All the data were subjected to statistical analyses using the SAS program. A mixed model was used, with body composition (BC) (lean and obese) and exercise training (EXT) (untrained and trained) as fixed factors for all variables, except for body weight, for which a time factor was included. A Delta (Δ) Body weight (Final minus initial protocol body weight) was calculated. When significance F value was obtained a post-hoc test with Tukey's adjustment was performed for multiple comparison purposes. Results were expressed as means ± SEMs. Statistical significance was set at P<0.05.
Body weight, visceral fat pad and left ventricle ratio
Table 1 shows the effects of time, body composition (BC) and EXT on the Body Weight (BW) and the effects of BC and EXT on the visceral fat pad (VFP) and left ventricle (LV) ratio.

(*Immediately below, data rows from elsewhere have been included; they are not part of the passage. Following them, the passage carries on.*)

//! Stock category model

use chrono::{DateTime, Utc};
use serde::{Deserialize, Serialize};
use uuid::Uuid;

/// Display color applied when a category is created without one.
pub const DEFAULT_CATEGORY_COLOR: &str = "#3B82F6";

/// A stock item category.
///
/// Deleting a category never deletes its items; they fall back to an
/// uncategorized display state.
#[derive(Debug, Clone, Serialize, Deserialize, sqlx::FromRow)]
pub struct Category {
    pub id: Uuid,
    pub name: String,
    pub description: Option<String>,
    pub color: String,
    pub created_at: DateTime<Utc>,
}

Both obese groups (OZR, OZR+EXT) showed higher BW before and after the training protocol when compared with the Lean groups (LZR, LZR+EXT) (p<0.0001), while no significant EXT effect was observed. However, when Δ BW was calculated, a significant difference was observed (p<0.05) between untrained OZR and the other groups (LZR, LZR+EXT and OZR+EXT). As regards the LV ratio, there was a significant BC effect (p<0.0001) and EXT effect (p<001). Post hoc analyses for individual conditions showed that untrained OZR had a significant increase (65%) in LV ratio in comparison with untrained and trained LZR (p<0.001), however the OZR+EXT showed a significant reduction (15%) in comparison with untrained OZR (p<0.05). The VFP showed similar effect results to those of the LV ratio. However, the differences were bigger (OZR increased 750% in comparison with LZR) and the exercise training in OZR+EXT decreased (20%) VFP in comparison with untrained OZR. In addition, these latter results showed a correlation between the gain in VFP and LV ratio (r2 = 0.73; p<0.0001).
In order to verify the hemodynamic changes and cardiovascular adaptations in BC and EXT, the HR and SBP were measured at the end of the training protocol as shown in Table 1. There was a significant EXT effect (p<0.01) for HR and a significant BC effect (p<0.001) for SBP. When comparing untrained LZR versus LZR+EXT, the post hoc analyses showed significant decreased (12%) in HR (p<0.05), while only a marginal significance was found for OZR versus OZR+EXT (p = 0.07). The absence of statistical significance of the HR in the OZR+EXT could be due to the lower sample size in the study (N = 5) per group.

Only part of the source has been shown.